L’une de ces bases « discrètes » est située à Ouagadougou, au Burkina Faso. Et au vu de sa situation, elle est même l’un des principales de cette opération appelée « Creek Sand » étant donné qu’elle est proche du Sahel. Les U-28A en décollent pour survoler survoler le nord du Mali où sont actifs des groupes comme AQMI, Ansar Dine et le MNLA (Mouvement national de libération de l’Azawad).
Pour Ouagadougou, ce partenariat très discret avec les Etats-Unis est apprécié, d’après Djibril Bassole, le ministre burkinabé des Affaires étrangères, interrogé par le quotidien américain. Cela étant, il n’a pas souhaité commenter les opérations des forces spéciales.
Le rôle de ces dernières est de former les armées des pays dans lesquels elles sont présentes. Mais pas seulement étant qu’elles peuvent mener, avec des équipes légères des missions visant à traquer et à éliminer les responsables de groupes terroristes.

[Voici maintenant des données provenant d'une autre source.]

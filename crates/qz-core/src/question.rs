//! The question model.
//!
//! A [`Question`] is one of a closed set of variants:
//! - **Multiple choice**: a prompt, an ordered list of choices, and the correct answer
//! - **True/false**: a prompt and the correct answer as raw text
//!
//! Every variant checks answers by exact string comparison unless a caller
//! opts into another [`AnswerMatch`] policy.

use std::str::FromStr;

use serde::Serialize;

use crate::error::QuizError;
use crate::matching::AnswerMatch;

/// The kinds of question the factory can build.
#[derive(Debug, Clone, Copy, PartialEq, Eq, Hash, Serialize)]
pub enum QuestionKind {
    /// A prompt with a list of choices.
    MultipleChoice,
    /// A prompt answered with true or false.
    TrueFalse,
}

impl QuestionKind {
    /// All kinds, in menu order.
    pub const ALL: [QuestionKind; 2] = [QuestionKind::MultipleChoice, QuestionKind::TrueFalse];

    /// Canonical tag accepted by [`QuestionKind::from_str`].
    pub fn tag(self) -> &'static str {
        match self {
            Self::MultipleChoice => "MultipleChoice",
            Self::TrueFalse => "TrueFalse",
        }
    }
}

impl std::fmt::Display for QuestionKind {
    fn fmt(&self, f: &mut std::fmt::Formatter<'_>) -> std::fmt::Result {
        match self {
            Self::MultipleChoice => write!(f, "Multiple Choice"),
            Self::TrueFalse => write!(f, "True/False"),
        }
    }
}

impl FromStr for QuestionKind {
    type Err = QuizError;

    fn from_str(s: &str) -> Result<Self, Self::Err> {
        match s.trim().to_lowercase().as_str() {
            "multiplechoice" | "multiple-choice" | "mc" => Ok(Self::MultipleChoice),
            "truefalse" | "true-false" | "tf" => Ok(Self::TrueFalse),
            _ => Err(QuizError::InvalidQuestionKind(s.to_string())),
        }
    }
}

/// A question with a prompt, choices, and one correct answer.
#[derive(Debug, Clone, PartialEq, Eq, Serialize)]
pub struct MultipleChoiceQuestion {
    text: String,
    choices: Vec<String>,
    correct_answer: String,
}

impl MultipleChoiceQuestion {
    /// Create a multiple-choice question.
    pub fn new(
        text: impl Into<String>,
        choices: Vec<String>,
        correct_answer: impl Into<String>,
    ) -> Self {
        Self {
            text: text.into(),
            choices,
            correct_answer: correct_answer.into(),
        }
    }

    /// The prompt shown to the player.
    pub fn text(&self) -> &str {
        &self.text
    }

    /// Choices in display order. May be empty.
    pub fn choices(&self) -> &[String] {
        &self.choices
    }

    /// The correct answer. Expected to be one of the choices.
    pub fn correct_answer(&self) -> &str {
        &self.correct_answer
    }

    /// Whether the correct answer appears among the choices.
    pub fn answer_is_listed(&self) -> bool {
        self.choices.iter().any(|c| *c == self.correct_answer)
    }
}

/// A question whose answer is stored and compared as raw text.
#[derive(Debug, Clone, PartialEq, Eq, Serialize)]
pub struct TrueFalseQuestion {
    text: String,
    correct_answer: String,
}

impl TrueFalseQuestion {
    /// Create a true/false question.
    pub fn new(text: impl Into<String>, correct_answer: impl Into<String>) -> Self {
        Self {
            text: text.into(),
            correct_answer: correct_answer.into(),
        }
    }

    /// The prompt shown to the player.
    pub fn text(&self) -> &str {
        &self.text
    }

    /// The correct answer, exactly as it was entered.
    pub fn correct_answer(&self) -> &str {
        &self.correct_answer
    }
}

/// A single quiz question.
#[derive(Debug, Clone, PartialEq, Eq, Serialize)]
pub enum Question {
    /// A multiple-choice question.
    MultipleChoice(MultipleChoiceQuestion),
    /// A true/false question.
    TrueFalse(TrueFalseQuestion),
}

impl Question {
    /// The prompt text.
    pub fn text(&self) -> &str {
        match self {
            Self::MultipleChoice(q) => &q.text,
            Self::TrueFalse(q) => &q.text,
        }
    }

    /// The canonical correct answer.
    pub fn answer(&self) -> &str {
        match self {
            Self::MultipleChoice(q) => &q.correct_answer,
            Self::TrueFalse(q) => &q.correct_answer,
        }
    }

    /// Which kind of question this is.
    pub fn kind(&self) -> QuestionKind {
        match self {
            Self::MultipleChoice(_) => QuestionKind::MultipleChoice,
            Self::TrueFalse(_) => QuestionKind::TrueFalse,
        }
    }

    /// Choices to display, if this question has any.
    pub fn choices(&self) -> Option<&[String]> {
        match self {
            Self::MultipleChoice(q) if !q.choices.is_empty() => Some(q.choices.as_slice()),
            Self::MultipleChoice(_) | Self::TrueFalse(_) => None,
        }
    }

    /// Whether `candidate` is exactly the correct answer.
    ///
    /// Comparison is case- and whitespace-sensitive. A multiple-choice
    /// candidate does not have to be one of the listed choices.
    pub fn check_answer(&self, candidate: &str) -> bool {
        self.check_answer_with(candidate, AnswerMatch::Exact)
    }

    /// Check `candidate` using the given matching policy.
    pub fn check_answer_with(&self, candidate: &str, matching: AnswerMatch) -> bool {
        matching.matches(candidate, self.answer())
    }
}

impl From<MultipleChoiceQuestion> for Question {
    fn from(q: MultipleChoiceQuestion) -> Self {
        Self::MultipleChoice(q)
    }
}

impl From<TrueFalseQuestion> for Question {
    fn from(q: TrueFalseQuestion) -> Self {
        Self::TrueFalse(q)
    }
}

#[cfg(test)]
mod tests {
    use super::*;
    use proptest::prelude::*;

    fn arithmetic() -> Question {
        MultipleChoiceQuestion::new(
            "2+2?",
            vec!["3".to_string(), "4".to_string(), "5".to_string()],
            "4",
        )
        .into()
    }

    fn sky() -> Question {
        TrueFalseQuestion::new("Sky is blue", "True").into()
    }

    #[test]
    fn accessors() {
        let q = arithmetic();
        assert_eq!(q.text(), "2+2?");
        assert_eq!(q.answer(), "4");
        assert_eq!(q.kind(), QuestionKind::MultipleChoice);
        assert_eq!(q.choices().map(|c| c.len()), Some(3));

        let q = sky();
        assert_eq!(q.text(), "Sky is blue");
        assert_eq!(q.answer(), "True");
        assert_eq!(q.kind(), QuestionKind::TrueFalse);
        assert!(q.choices().is_none());
    }

    #[test]
    fn multiple_choice_accepts_unlisted_correct_answer() {
        let q: Question = MultipleChoiceQuestion::new("Capital?", vec!["Rome".into()], "Paris").into();
        assert!(q.check_answer("Paris"));
        assert!(!q.check_answer("Rome"));
    }

    #[test]
    fn multiple_choice_without_choices_has_nothing_to_show() {
        let q: Question = MultipleChoiceQuestion::new("Anything?", Vec::new(), "x").into();
        assert!(q.choices().is_none());
        assert!(q.check_answer("x"));
    }

    #[test]
    fn true_false_is_raw_text() {
        let q = sky();
        assert!(q.check_answer("True"));
        assert!(!q.check_answer("true"));
        assert!(!q.check_answer("T"));

        let q: Question = TrueFalseQuestion::new("Odd?", "yes").into();
        assert!(q.check_answer("yes"));
    }

    #[test]
    fn opt_in_normalization() {
        let q = sky();
        assert!(!q.check_answer(" true "));
        assert!(q.check_answer_with(" true ", AnswerMatch::Normalized));
    }

    #[test]
    fn variant_accessors() {
        let mc = MultipleChoiceQuestion::new("2+2?", vec!["3".into(), "4".into()], "4");
        assert_eq!(mc.text(), "2+2?");
        assert_eq!(mc.choices(), &["3".to_string(), "4".to_string()]);
        assert_eq!(mc.correct_answer(), "4");

        let tf = TrueFalseQuestion::new("Sky is blue", "True");
        assert_eq!(tf.text(), "Sky is blue");
        assert_eq!(tf.correct_answer(), "True");
    }

    #[test]
    fn answer_is_listed() {
        let q = MultipleChoiceQuestion::new("2+2?", vec!["3".into(), "4".into()], "4");
        assert!(q.answer_is_listed());
        let q = MultipleChoiceQuestion::new("2+2?", vec!["3".into(), " 4".into()], "4");
        assert!(!q.answer_is_listed());
    }

    #[test]
    fn kind_parse() {
        assert_eq!("MultipleChoice".parse::<QuestionKind>().unwrap(), QuestionKind::MultipleChoice);
        assert_eq!("TrueFalse".parse::<QuestionKind>().unwrap(), QuestionKind::TrueFalse);
        assert_eq!("mc".parse::<QuestionKind>().unwrap(), QuestionKind::MultipleChoice);
        assert_eq!("True-False".parse::<QuestionKind>().unwrap(), QuestionKind::TrueFalse);
        assert!(matches!(
            "Essay".parse::<QuestionKind>(),
            Err(QuizError::InvalidQuestionKind(tag)) if tag == "Essay"
        ));
    }

    #[test]
    fn kind_tag_parses_back() {
        for kind in QuestionKind::ALL {
            assert_eq!(kind.tag().parse::<QuestionKind>().unwrap(), kind);
        }
    }

    #[test]
    fn kind_display() {
        assert_eq!(QuestionKind::MultipleChoice.to_string(), "Multiple Choice");
        assert_eq!(QuestionKind::TrueFalse.to_string(), "True/False");
    }

    #[test]
    fn question_serializes_with_variant_tag() {
        let json = serde_json::to_string(&sky()).unwrap();
        assert!(json.contains("TrueFalse"));
        assert!(json.contains("Sky is blue"));
    }

    proptest! {
        #[test]
        fn exact_match_law(text in ".*", answer in ".*", other in ".*") {
            let questions: [Question; 2] = [
                MultipleChoiceQuestion::new(text.clone(), vec![answer.clone()], answer.clone()).into(),
                TrueFalseQuestion::new(text, answer.clone()).into(),
            ];
            for q in &questions {
                prop_assert!(q.check_answer(&answer));
                prop_assert_eq!(q.check_answer(&other), other == answer);
            }
        }
    }
}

Et c’est là une des marques de la présidence Obama. En effet, depuis 2009, les forces spéciales jouent un rôle de plus en plus prépondérant dans la stratégie de sécurité nationale américaine, et cela, au détriment de la CIA, qui voit des domaines de compétences qui lui étaient autrefois réservés lui échapper. Et l’Afrique en était un mais ces effectifs sont sans commune mesure avec ceux des l’US SOCOM (commandement des opérations spéciales).